+++ Supplied records
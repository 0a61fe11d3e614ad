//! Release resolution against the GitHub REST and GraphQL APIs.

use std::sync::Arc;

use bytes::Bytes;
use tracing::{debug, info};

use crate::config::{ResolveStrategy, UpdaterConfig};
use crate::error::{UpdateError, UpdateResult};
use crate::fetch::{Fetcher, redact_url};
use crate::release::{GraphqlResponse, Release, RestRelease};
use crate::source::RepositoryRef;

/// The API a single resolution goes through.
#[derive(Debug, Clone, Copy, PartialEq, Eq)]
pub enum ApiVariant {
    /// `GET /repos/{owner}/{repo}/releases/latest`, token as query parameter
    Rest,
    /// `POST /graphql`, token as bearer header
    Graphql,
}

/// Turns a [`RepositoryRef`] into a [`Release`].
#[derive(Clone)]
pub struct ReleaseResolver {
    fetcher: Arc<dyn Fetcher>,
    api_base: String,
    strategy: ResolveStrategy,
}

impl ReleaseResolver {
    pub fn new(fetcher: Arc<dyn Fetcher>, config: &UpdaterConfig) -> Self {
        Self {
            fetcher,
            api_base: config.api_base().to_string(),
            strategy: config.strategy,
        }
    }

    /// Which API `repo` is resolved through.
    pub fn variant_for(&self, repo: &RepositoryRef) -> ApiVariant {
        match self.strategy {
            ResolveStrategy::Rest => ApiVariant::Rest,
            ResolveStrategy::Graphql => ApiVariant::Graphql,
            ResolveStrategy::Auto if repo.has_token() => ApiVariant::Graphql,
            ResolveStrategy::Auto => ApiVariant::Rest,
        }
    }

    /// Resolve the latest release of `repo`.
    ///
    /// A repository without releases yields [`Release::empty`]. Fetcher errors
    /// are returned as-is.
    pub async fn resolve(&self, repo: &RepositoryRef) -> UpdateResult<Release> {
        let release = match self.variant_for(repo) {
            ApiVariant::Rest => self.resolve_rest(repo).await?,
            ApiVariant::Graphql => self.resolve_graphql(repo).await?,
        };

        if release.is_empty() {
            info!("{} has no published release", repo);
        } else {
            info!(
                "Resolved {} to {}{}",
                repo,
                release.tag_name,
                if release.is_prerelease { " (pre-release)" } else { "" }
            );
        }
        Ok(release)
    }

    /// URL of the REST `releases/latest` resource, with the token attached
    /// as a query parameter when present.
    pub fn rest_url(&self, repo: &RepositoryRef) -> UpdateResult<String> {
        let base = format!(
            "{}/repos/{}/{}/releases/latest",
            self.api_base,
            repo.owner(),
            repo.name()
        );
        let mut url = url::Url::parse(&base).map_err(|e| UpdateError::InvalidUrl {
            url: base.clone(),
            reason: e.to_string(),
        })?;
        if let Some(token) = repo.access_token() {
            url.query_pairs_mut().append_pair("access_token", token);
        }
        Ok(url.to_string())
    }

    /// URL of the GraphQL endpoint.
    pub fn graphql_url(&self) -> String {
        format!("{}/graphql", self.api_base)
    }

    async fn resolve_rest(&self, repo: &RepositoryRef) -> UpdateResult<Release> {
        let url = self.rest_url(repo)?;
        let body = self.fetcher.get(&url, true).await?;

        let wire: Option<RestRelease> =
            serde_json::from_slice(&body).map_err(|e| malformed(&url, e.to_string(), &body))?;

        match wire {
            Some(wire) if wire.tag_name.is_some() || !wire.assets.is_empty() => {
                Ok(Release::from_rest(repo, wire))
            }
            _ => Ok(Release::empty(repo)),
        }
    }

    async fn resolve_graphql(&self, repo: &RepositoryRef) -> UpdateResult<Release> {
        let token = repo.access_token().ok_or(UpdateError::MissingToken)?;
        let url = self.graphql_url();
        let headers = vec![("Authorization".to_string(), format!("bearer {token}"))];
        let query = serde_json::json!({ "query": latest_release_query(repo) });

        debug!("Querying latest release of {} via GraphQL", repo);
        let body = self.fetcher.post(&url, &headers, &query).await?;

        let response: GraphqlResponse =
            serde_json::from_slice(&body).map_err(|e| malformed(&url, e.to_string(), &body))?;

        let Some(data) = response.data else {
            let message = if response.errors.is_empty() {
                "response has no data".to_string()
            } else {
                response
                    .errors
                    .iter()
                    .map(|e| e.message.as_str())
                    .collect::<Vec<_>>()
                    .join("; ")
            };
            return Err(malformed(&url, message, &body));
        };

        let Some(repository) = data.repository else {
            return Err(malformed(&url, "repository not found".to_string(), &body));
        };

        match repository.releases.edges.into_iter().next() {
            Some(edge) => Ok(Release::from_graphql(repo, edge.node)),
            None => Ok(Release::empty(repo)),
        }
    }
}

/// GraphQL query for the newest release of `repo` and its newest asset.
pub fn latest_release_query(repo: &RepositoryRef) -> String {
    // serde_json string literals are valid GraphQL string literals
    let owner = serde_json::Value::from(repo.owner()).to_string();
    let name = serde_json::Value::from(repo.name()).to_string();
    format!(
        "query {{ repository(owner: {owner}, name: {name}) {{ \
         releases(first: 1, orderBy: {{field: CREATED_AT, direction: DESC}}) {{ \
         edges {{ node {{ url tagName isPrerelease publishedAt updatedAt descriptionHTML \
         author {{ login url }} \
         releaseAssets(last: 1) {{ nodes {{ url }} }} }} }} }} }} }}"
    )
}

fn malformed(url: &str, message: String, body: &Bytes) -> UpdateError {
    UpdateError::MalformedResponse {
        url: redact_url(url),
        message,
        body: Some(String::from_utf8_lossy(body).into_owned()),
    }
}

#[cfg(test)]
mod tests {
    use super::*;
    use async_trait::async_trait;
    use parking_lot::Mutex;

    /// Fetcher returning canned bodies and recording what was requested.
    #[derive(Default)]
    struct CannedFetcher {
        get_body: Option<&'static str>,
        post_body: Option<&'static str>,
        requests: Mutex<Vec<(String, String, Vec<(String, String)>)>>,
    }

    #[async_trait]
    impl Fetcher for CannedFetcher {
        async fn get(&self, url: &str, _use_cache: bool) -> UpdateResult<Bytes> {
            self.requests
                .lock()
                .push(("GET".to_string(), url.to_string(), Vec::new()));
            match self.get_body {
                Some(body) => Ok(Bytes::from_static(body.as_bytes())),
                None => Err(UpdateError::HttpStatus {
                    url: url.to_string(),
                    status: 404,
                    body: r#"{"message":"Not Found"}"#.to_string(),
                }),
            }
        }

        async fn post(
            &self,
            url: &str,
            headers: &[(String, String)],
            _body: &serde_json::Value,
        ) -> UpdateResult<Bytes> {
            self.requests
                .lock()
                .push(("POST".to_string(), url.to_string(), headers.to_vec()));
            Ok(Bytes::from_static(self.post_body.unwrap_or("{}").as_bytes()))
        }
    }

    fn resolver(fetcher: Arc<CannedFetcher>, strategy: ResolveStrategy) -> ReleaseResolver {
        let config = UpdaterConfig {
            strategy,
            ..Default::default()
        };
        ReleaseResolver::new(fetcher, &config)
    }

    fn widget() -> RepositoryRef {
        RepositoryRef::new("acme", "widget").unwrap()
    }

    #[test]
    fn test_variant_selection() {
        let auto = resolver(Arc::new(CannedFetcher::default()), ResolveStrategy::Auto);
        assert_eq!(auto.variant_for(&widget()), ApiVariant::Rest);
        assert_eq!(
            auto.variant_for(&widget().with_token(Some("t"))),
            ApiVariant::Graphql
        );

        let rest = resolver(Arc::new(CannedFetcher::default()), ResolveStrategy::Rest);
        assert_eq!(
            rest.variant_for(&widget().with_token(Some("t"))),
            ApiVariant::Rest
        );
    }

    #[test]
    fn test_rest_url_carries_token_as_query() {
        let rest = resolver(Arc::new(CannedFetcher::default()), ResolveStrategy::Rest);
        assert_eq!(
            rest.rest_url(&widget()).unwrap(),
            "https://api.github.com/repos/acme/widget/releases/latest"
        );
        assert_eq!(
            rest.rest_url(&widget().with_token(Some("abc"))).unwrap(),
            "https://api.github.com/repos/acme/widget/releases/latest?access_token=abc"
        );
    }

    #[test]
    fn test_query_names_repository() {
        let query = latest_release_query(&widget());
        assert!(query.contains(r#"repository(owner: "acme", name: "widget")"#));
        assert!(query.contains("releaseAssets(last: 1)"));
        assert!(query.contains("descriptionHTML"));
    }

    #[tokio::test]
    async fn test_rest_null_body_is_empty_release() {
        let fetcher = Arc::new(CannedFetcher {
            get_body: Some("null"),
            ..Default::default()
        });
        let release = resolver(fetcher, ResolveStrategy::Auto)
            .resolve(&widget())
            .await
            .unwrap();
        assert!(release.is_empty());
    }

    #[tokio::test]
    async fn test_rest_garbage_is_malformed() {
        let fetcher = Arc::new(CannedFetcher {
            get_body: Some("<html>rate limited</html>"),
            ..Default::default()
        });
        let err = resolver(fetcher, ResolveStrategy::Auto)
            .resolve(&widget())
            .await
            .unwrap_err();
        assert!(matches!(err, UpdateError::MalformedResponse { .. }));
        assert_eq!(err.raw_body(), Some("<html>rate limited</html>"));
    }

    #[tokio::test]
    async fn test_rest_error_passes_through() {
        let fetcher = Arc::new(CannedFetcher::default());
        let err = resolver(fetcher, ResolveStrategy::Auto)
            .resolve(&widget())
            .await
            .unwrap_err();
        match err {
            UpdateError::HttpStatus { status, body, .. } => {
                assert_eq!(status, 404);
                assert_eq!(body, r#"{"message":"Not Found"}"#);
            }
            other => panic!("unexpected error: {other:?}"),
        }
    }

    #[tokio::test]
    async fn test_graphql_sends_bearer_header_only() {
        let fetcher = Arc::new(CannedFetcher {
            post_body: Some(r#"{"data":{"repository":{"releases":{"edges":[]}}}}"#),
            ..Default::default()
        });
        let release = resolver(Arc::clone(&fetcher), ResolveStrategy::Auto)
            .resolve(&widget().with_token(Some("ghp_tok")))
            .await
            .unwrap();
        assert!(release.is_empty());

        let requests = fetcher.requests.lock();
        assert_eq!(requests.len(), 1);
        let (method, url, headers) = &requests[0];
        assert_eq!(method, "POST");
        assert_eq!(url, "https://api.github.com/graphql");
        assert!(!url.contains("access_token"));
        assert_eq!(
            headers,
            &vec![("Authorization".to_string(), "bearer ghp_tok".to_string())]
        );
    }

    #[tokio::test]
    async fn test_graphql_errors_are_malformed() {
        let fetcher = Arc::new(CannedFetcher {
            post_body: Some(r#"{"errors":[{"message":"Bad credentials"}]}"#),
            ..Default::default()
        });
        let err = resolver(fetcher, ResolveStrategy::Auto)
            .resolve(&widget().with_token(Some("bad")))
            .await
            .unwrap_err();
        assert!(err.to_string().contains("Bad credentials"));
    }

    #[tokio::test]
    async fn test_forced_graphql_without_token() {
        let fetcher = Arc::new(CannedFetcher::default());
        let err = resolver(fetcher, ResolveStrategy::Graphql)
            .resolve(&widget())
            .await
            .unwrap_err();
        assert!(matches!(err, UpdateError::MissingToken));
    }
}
++++++
What this task involves:
The string "ReleaseResolver": state how many lines above contain it, giving nothing but the number.

Result of the exercise:
4